Bandwidth throttling (was Re: Padding)

Mon Jul 8 08:12:26 UTC 2002

On Thu, Jul 04, 2002 at 04:24:53AM -0400, Roger Dingledine wrote:
> Bandwidth throttling and flow control are closely tied to traffic shaping.
> There are several issues to solve here. We need to make sure a node:
>  
> 1) doesn't send too many data cells per timeslice
> 2) doesn't send too many bytes per timeslice
> 3) doesn't receive too many bytes per timeslice

I've talked about 1, but not 2 and 3. Here goes.

(I start out assuming constant link padding and equal bandwidth between
all nodes. I remove these assumptions as I go.)

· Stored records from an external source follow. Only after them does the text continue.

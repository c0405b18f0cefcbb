// src/time_ctrl/liveness_rules.rs
//! Конфигурация живости соединений: heartbeat, таймауты, переподключение.
//!
//! Здесь описываем только "правила", без состояния и без привязки к сессии.

use std::time::Duration;

use serde::{Deserialize, Serialize};

/// Профиль тайминга.
#[derive(Clone, Copy, Debug, Serialize, Deserialize, PartialEq, Eq)]
pub enum LivenessProfile {
    /// Интернет: heartbeat раз в 5 сек, тишина 30 сек = ушёл.
    Standard,
    /// Локальная сеть / тесты: всё в десятки раз быстрее.
    Lan,
}

/// Правила живости для хоста и клиентов одной комнаты.
#[derive(Clone, Copy, Debug, Serialize, Deserialize, PartialEq, Eq)]
pub struct LivenessRules {
    /// Как часто клиент шлёт heartbeat.
    pub heartbeat_interval: Duration,
    /// Сколько тишины хост терпит, прежде чем считать пира ушедшим.
    pub heartbeat_timeout: Duration,
    /// Как часто хост проверяет таблицу соединений.
    pub sweep_interval: Duration,
    /// Пауза между попытками переподключения.
    pub reconnect_interval: Duration,
    /// После стольких неудач подряд клиент выбрасывает старый коннектор.
    pub reconnect_attempts_before_reset: u32,
}

impl LivenessRules {
    /// Строгий конструктор.
    pub const fn new(
        heartbeat_interval: Duration,
        heartbeat_timeout: Duration,
        sweep_interval: Duration,
        reconnect_interval: Duration,
        reconnect_attempts_before_reset: u32,
    ) -> Self {
        Self {
            heartbeat_interval,
            heartbeat_timeout,
            sweep_interval,
            reconnect_interval,
            reconnect_attempts_before_reset,
        }
    }

    /// Стандартный профиль: 5 сек heartbeat, 30 сек таймаут, проверка раз в 5 сек,
    /// переподключение каждые 3 сек, сброс после 5 неудач.
    pub const fn standard() -> Self {
        Self::new(
            Duration::from_secs(5),
            Duration::from_secs(30),
            Duration::from_secs(5),
            Duration::from_secs(3),
            5,
        )
    }

    pub const fn lan() -> Self {
        Self::new(
            Duration::from_millis(100),
            Duration::from_millis(600),
            Duration::from_millis(100),
            Duration::from_millis(50),
            3,
        )
    }

    /// Получить правила по профилю.
    pub const fn from_profile(profile: LivenessProfile) -> Self {
        match profile {
            LivenessProfile::Standard => Self::standard(),
            LivenessProfile::Lan => Self::lan(),
        }
    }
}

impl Default for LivenessRules {
    fn default() -> Self {
        Self::standard()
    }
}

We want to limit nodes to sending a fixed rate of traffic at any given
time. In order to get good mixing, we send one cell to every other node,
every time click. So if we want to be sending 10 kilobytes per second
per connection, then that's 80 cells per second, or a cell every 12.5
milliseconds (round to 13). So every 13 milliseconds, you add another
128 bytes to the outbuf of each connection (either a non-padding cell
if you've got one, else a padding cell), and try to flush it.

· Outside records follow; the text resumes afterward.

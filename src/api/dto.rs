use serde::{Deserialize, Serialize};

use crate::domain::card::Card;
use crate::domain::{Direction, EventId, GameId};

/// DTO игрока за столом.
#[derive(Clone, Debug, Serialize, Deserialize, PartialEq, Eq)]
#[serde(rename_all = "camelCase")]
pub struct PlayerViewDto {
    pub name: String,
    pub hand_size: usize,
    pub uno: bool,
    pub is_current: bool,
    /// Карты руки – только для самого зрителя.
    pub hand: Option<Vec<Card>>,
}

/// DTO игры с точки зрения одного зрителя.
#[derive(Clone, Debug, Serialize, Deserialize, PartialEq, Eq)]
#[serde(rename_all = "camelCase")]
pub struct GameViewDto {
    pub game_id: GameId,
    pub viewer: Option<String>,
    pub players: Vec<PlayerViewDto>,
    pub top_card: Option<Card>,
    pub deck_size: usize,
    pub pile_size: usize,
    pub direction: Direction,
    pub current_player: Option<String>,
    pub last_player: Option<String>,
    pub winner: Option<String>,
    pub last_event_id: EventId,
    /// Текст липкой ошибки, если реплика остановлена.
    pub error: Option<String>,
}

If all senders obey the sending rate, then receivers won't need to limit
their receiving rate. But we must handle misbehaving senders. Nodes
use a standard token bucket to limit received cells: each node keeps a
"bucket" of tokens for each connection. Every second it adds 10k tokens
to the bucket (but not to exceed some max, e.g. 10 seconds worth), and
for each byte that it receives, it removes a token from the bucket. When
the bucket is empty, it stops reading.

So far so good. Now because "whether we send a packet" is completely
separated from "when we receive data cells", we don't have to send a
cell to every node each time. As long as we send cells out predictably,
we can send to each connection independently. [Somebody please tell me
that we're ok with the anonymity implications here. I think in order
for an adversary to take advantage of this, he needs to own lots of
nodes around us, in which case he's got better attacks already? But it's
critical that we investigate this question more.]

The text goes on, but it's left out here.